Please set down the records exactly, keeping every line.

§ **Given records**:
== Segment start ==

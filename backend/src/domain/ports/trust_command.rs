//! Driving port for operations that change trust state.
//!
//! HTTP handlers and the rebuild binary call this port. Every write path ends
//! with the recompute-from-history step, so cached scores never depend on the
//! order in which events arrived.

use async_trait::async_trait;
use chrono::{DateTime, Utc};
use serde::{Deserialize, Serialize};
use utoipa::ToSchema;
use uuid::Uuid;

use crate::domain::trust::SuggestionScores;
use crate::domain::{
    BoundedScore, Contributor, Feedback, FollowUpKey, Suggestion, SuggestionId, TrustEngineError,
    UserId, UserRole,
};

/// Create a contributor profile on behalf of the account subsystem.
#[derive(Debug, Clone, PartialEq, Eq)]
pub struct RegisterContributorRequest {
    pub display_name: String,
    pub role: UserRole,
}

/// Publish a piece of advice.
#[derive(Debug, Clone, PartialEq, Eq)]
pub struct SubmitSuggestionRequest {
    pub author_id: UserId,
    pub disease_name: String,
    pub text: String,
    pub details: Option<String>,
}

/// Rate a suggestion.
///
/// `score` is accepted as a raw number so non-integer and out-of-range
/// values reach the engine and are rejected as `InvalidScore`.
#[derive(Debug, Clone, PartialEq)]
pub struct RecordFeedbackRequest {
    pub rater_id: UserId,
    pub suggestion_id: SuggestionId,
    pub score: f64,
    pub comment: Option<String>,
    pub context_id: Option<Uuid>,
}

/// Snapshot returned after feedback commits.
#[derive(Debug, Clone, PartialEq, Serialize, Deserialize, ToSchema)]
#[serde(rename_all = "camelCase")]
pub struct UpdatedScores {
    pub feedback: Feedback,
    pub suggestion: Suggestion,
    /// The suggestion author, whose trust score the rating feeds.
    pub author: Contributor,
    /// `None` when the follow-up prompt could not be stored.
    pub follow_up_scheduled_for: Option<DateTime<Utc>>,
}

/// Cached and rebuilt aggregate of one suggestion.
#[derive(Debug, Clone, Copy, PartialEq, Eq, Serialize, Deserialize, ToSchema)]
#[serde(rename_all = "camelCase")]
pub struct SuggestionRebuild {
    #[schema(value_type = String, format = Uuid)]
    pub suggestion_id: SuggestionId,
    pub previous: SuggestionScores,
    pub rebuilt: SuggestionScores,
}

impl SuggestionRebuild {
    #[must_use]
    pub fn drifted(&self) -> bool {
        self.previous != self.rebuilt
    }
}

/// Cached and rebuilt trust score of one contributor.
#[derive(Debug, Clone, Copy, PartialEq, Eq, Serialize, Deserialize, ToSchema)]
#[serde(rename_all = "camelCase")]
pub struct ContributorRebuild {
    #[schema(value_type = String, format = Uuid)]
    pub user_id: UserId,
    #[schema(value_type = f64)]
    pub previous: BoundedScore,
    #[schema(value_type = f64)]
    pub rebuilt: BoundedScore,
}

impl ContributorRebuild {
    #[must_use]
    pub fn drifted(&self) -> bool {
        self.previous != self.rebuilt
    }
}

/// Totals from a full rebuild.
#[derive(Debug, Clone, Copy, Default, PartialEq, Eq, Serialize, Deserialize, ToSchema)]
#[serde(rename_all = "camelCase")]
pub struct RebuildSummary {
    pub suggestions: u32,
    pub suggestions_drifted: u32,
    pub contributors: u32,
    pub contributors_drifted: u32,
}

/// Driving port for trust state changes.
#[cfg_attr(test, mockall::automock)]
#[async_trait]
pub trait TrustCommand: Send + Sync {
    /// Create a profile at the baseline trust score.
    async fn register_contributor(
        &self,
        request: RegisterContributorRequest,
    ) -> Result<Contributor, TrustEngineError>;

    /// Publish advice at the baseline usefulness score.
    async fn submit_suggestion(
        &self,
        request: SubmitSuggestionRequest,
    ) -> Result<Suggestion, TrustEngineError>;

    /// Validate, persist and fold one rating into the suggestion and its
    /// author.
    ///
    /// # Errors
    ///
    /// `InvalidScore`, `DuplicateFeedback`, `SuggestionNotFound`,
    /// `UserNotFound`, `ConcurrentUpdateConflict`, or a storage failure.
    async fn record_feedback(
        &self,
        request: RecordFeedbackRequest,
    ) -> Result<UpdatedScores, TrustEngineError>;

    /// Recompute one suggestion from history.
    async fn rebuild_suggestion(
        &self,
        suggestion_id: SuggestionId,
    ) -> Result<SuggestionRebuild, TrustEngineError>;

    /// Recompute one contributor from history.
    async fn rebuild_contributor(
        &self,
        user_id: UserId,
    ) -> Result<ContributorRebuild, TrustEngineError>;

    /// Recompute every suggestion, then every contributor.
    async fn rebuild_all(&self) -> Result<RebuildSummary, TrustEngineError>;

    /// Cancel a pending follow-up prompt.
    async fn cancel_follow_up(&self, key: FollowUpKey) -> Result<bool, TrustEngineError>;
}
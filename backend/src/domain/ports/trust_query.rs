//! Driving port for read-only ranked views.
//!
//! Each call is a pure function of current state: no cursors, no hidden
//! position, and two calls with no intervening write return the same order.

use async_trait::async_trait;
use chrono::{DateTime, Utc};

use crate::domain::{
    Contributor, ContributorStanding, FollowUpPrompt, Pagination, PostFilter, PostPage, PostSort,
    RankedSuggestion, TrustEngineError, UserId, UserRole,
};

#[cfg_attr(test, mockall::automock)]
#[async_trait]
pub trait TrustQuery: Send + Sync {
    /// Suggestions for a disease, best first, truncated to `limit`.
    async fn rank_suggestions(
        &self,
        disease_name: String,
        limit: Option<usize>,
    ) -> Result<Vec<RankedSuggestion>, TrustEngineError>;

    /// Leaderboard for one role.
    async fn rank_contributors(
        &self,
        role: UserRole,
    ) -> Result<Vec<ContributorStanding>, TrustEngineError>;

    /// Filtered, sorted, paginated community feed.
    async fn rank_posts(
        &self,
        filter: PostFilter,
        sort: PostSort,
        pagination: Pagination,
    ) -> Result<PostPage, TrustEngineError>;

    /// Pending prompts due at `as_of`, or now when absent.
    async fn due_follow_ups(
        &self,
        as_of: Option<DateTime<Utc>>,
    ) -> Result<Vec<FollowUpPrompt>, TrustEngineError>;

    /// Load `user_id` and check it holds the admin role.
    ///
    /// Unknown users and every other role are
    /// [`TrustEngineError::Forbidden`].
    async fn require_admin(&self, user_id: UserId) -> Result<Contributor, TrustEngineError>;
}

== Segment end ==

§ **Task solution**:
filename backend/src/domain/ports/trust_command.rs
//! Driving port for operations that change trust state.
//!
//! HTTP handlers and the rebuild binary call this port. Every write path ends
//! with the recompute-from-history step, so cached scores never depend on the
//! order in which events arrived.

use async_trait::async_trait;
use chrono::{DateTime, Utc};
use serde::{Deserialize, Serialize};
use utoipa::ToSchema;
use uuid::Uuid;

use crate::domain::trust::SuggestionScores;
use crate::domain::{
    BoundedScore, Contributor, Feedback, FollowUpKey, Suggestion, SuggestionId, TrustEngineError,
    UserId, UserRole,
};

/// Create a contributor profile on behalf of the account subsystem.
#[derive(Debug, Clone, PartialEq, Eq)]
pub struct RegisterContributorRequest {
    pub display_name: String,
    pub role: UserRole,
}

/// Publish a piece of advice.
#[derive(Debug, Clone, PartialEq, Eq)]
pub struct SubmitSuggestionRequest {
    pub author_id: UserId,
    pub disease_name: String,
    pub text: String,
    pub details: Option<String>,
}

/// Rate a suggestion.
///
/// `score` is accepted as a raw number so non-integer and out-of-range
/// values reach the engine and are rejected as `InvalidScore`.
#[derive(Debug, Clone, PartialEq)]
pub struct RecordFeedbackRequest {
    pub rater_id: UserId,
    pub suggestion_id: SuggestionId,
    pub score: f64,
    pub comment: Option<String>,
    pub context_id: Option<Uuid>,
}

/// Snapshot returned after feedback commits.
#[derive(Debug, Clone, PartialEq, Serialize, Deserialize, ToSchema)]
#[serde(rename_all = "camelCase")]
pub struct UpdatedScores {
    pub feedback: Feedback,
    pub suggestion: Suggestion,
    /// The suggestion author, whose trust score the rating feeds.
    pub author: Contributor,
    /// `None` when the follow-up prompt could not be stored.
    pub follow_up_scheduled_for: Option<DateTime<Utc>>,
}

/// Cached and rebuilt aggregate of one suggestion.
#[derive(Debug, Clone, Copy, PartialEq, Eq, Serialize, Deserialize, ToSchema)]
#[serde(rename_all = "camelCase")]
pub struct SuggestionRebuild {
    #[schema(value_type = String, format = Uuid)]
    pub suggestion_id: SuggestionId,
    pub previous: SuggestionScores,
    pub rebuilt: SuggestionScores,
}

impl SuggestionRebuild {
    #[must_use]
    pub fn drifted(&self) -> bool {
        self.previous != self.rebuilt
    }
}

/// Cached and rebuilt trust score of one contributor.
#[derive(Debug, Clone, Copy, PartialEq, Eq, Serialize, Deserialize, ToSchema)]
#[serde(rename_all = "camelCase")]
pub struct ContributorRebuild {
    #[schema(value_type = String, format = Uuid)]
    pub user_id: UserId,
    #[schema(value_type = f64)]
    pub previous: BoundedScore,
    #[schema(value_type = f64)]
    pub rebuilt: BoundedScore,
}

impl ContributorRebuild {
    #[must_use]
    pub fn drifted(&self) -> bool {
        self.previous != self.rebuilt
    }
}

/// Totals from a full rebuild.
#[derive(Debug, Clone, Copy, Default, PartialEq, Eq, Serialize, Deserialize, ToSchema)]
#[serde(rename_all = "camelCase")]
pub struct RebuildSummary {
    pub suggestions: u32,
    pub suggestions_drifted: u32,
    pub contributors: u32,
    pub contributors_drifted: u32,
}

/// Driving port for trust state changes.
#[cfg_attr(test, mockall::automock)]
#[async_trait]
pub trait TrustCommand: Send + Sync {
    /// Create a profile at the baseline trust score.
    async fn register_contributor(
        &self,
        request: RegisterContributorRequest,
    ) -> Result<Contributor, TrustEngineError>;

    /// Publish advice at the baseline usefulness score.
    async fn submit_suggestion(
        &self,
        request: SubmitSuggestionRequest,
    ) -> Result<Suggestion, TrustEngineError>;

    /// Validate, persist and fold one rating into the suggestion and its
    /// author.
    ///
    /// # Errors
    ///
    /// `InvalidScore`, `DuplicateFeedback`, `SuggestionNotFound`,
    /// `UserNotFound`, `ConcurrentUpdateConflict`, or a storage failure.
    async fn record_feedback(
        &self,
        request: RecordFeedbackRequest,
    ) -> Result<UpdatedScores, TrustEngineError>;

    /// Recompute one suggestion from history.
    async fn rebuild_suggestion(
        &self,
        suggestion_id: SuggestionId,
    ) -> Result<SuggestionRebuild, TrustEngineError>;

    /// Recompute one contributor from history.
    async fn rebuild_contributor(
        &self,
        user_id: UserId,
    ) -> Result<ContributorRebuild, TrustEngineError>;

    /// Recompute every suggestion, then every contributor.
    async fn rebuild_all(&self) -> Result<RebuildSummary, TrustEngineError>;

    /// Cancel a pending follow-up prompt.
    async fn cancel_follow_up(&self, key: FollowUpKey) -> Result<bool, TrustEngineError>;
}
filename backend/src/domain/ports/trust_query.rs
//! Driving port for read-only ranked views.
//!
//! Each call is a pure function of current state: no cursors, no hidden
//! position, and two calls with no intervening write return the same order.

use async_trait::async_trait;
use chrono::{DateTime, Utc};

use crate::domain::{
    Contributor, ContributorStanding, FollowUpPrompt, Pagination, PostFilter, PostPage, PostSort,
    RankedSuggestion, TrustEngineError, UserId, UserRole,
};

#[cfg_attr(test, mockall::automock)]
#[async_trait]
pub trait TrustQuery: Send + Sync {
    /// Suggestions for a disease, best first, truncated to `limit`.
    async fn rank_suggestions(
        &self,
        disease_name: String,
        limit: Option<usize>,
    ) -> Result<Vec<RankedSuggestion>, TrustEngineError>;

    /// Leaderboard for one role.
    async fn rank_contributors(
        &self,
        role: UserRole,
    ) -> Result<Vec<ContributorStanding>, TrustEngineError>;

    /// Filtered, sorted, paginated community feed.
    async fn rank_posts(
        &self,
        filter: PostFilter,
        sort: PostSort,
        pagination: Pagination,
    ) -> Result<PostPage, TrustEngineError>;

    /// Pending prompts due at `as_of`, or now when absent.
    async fn due_follow_ups(
        &self,
        as_of: Option<DateTime<Utc>>,
    ) -> Result<Vec<FollowUpPrompt>, TrustEngineError>;

    /// Load `user_id` and check it holds the admin role.
    ///
    /// Unknown users and every other role are
    /// [`TrustEngineError::Forbidden`].
    async fn require_admin(&self, user_id: UserId) -> Result<Contributor, TrustEngineError>;
}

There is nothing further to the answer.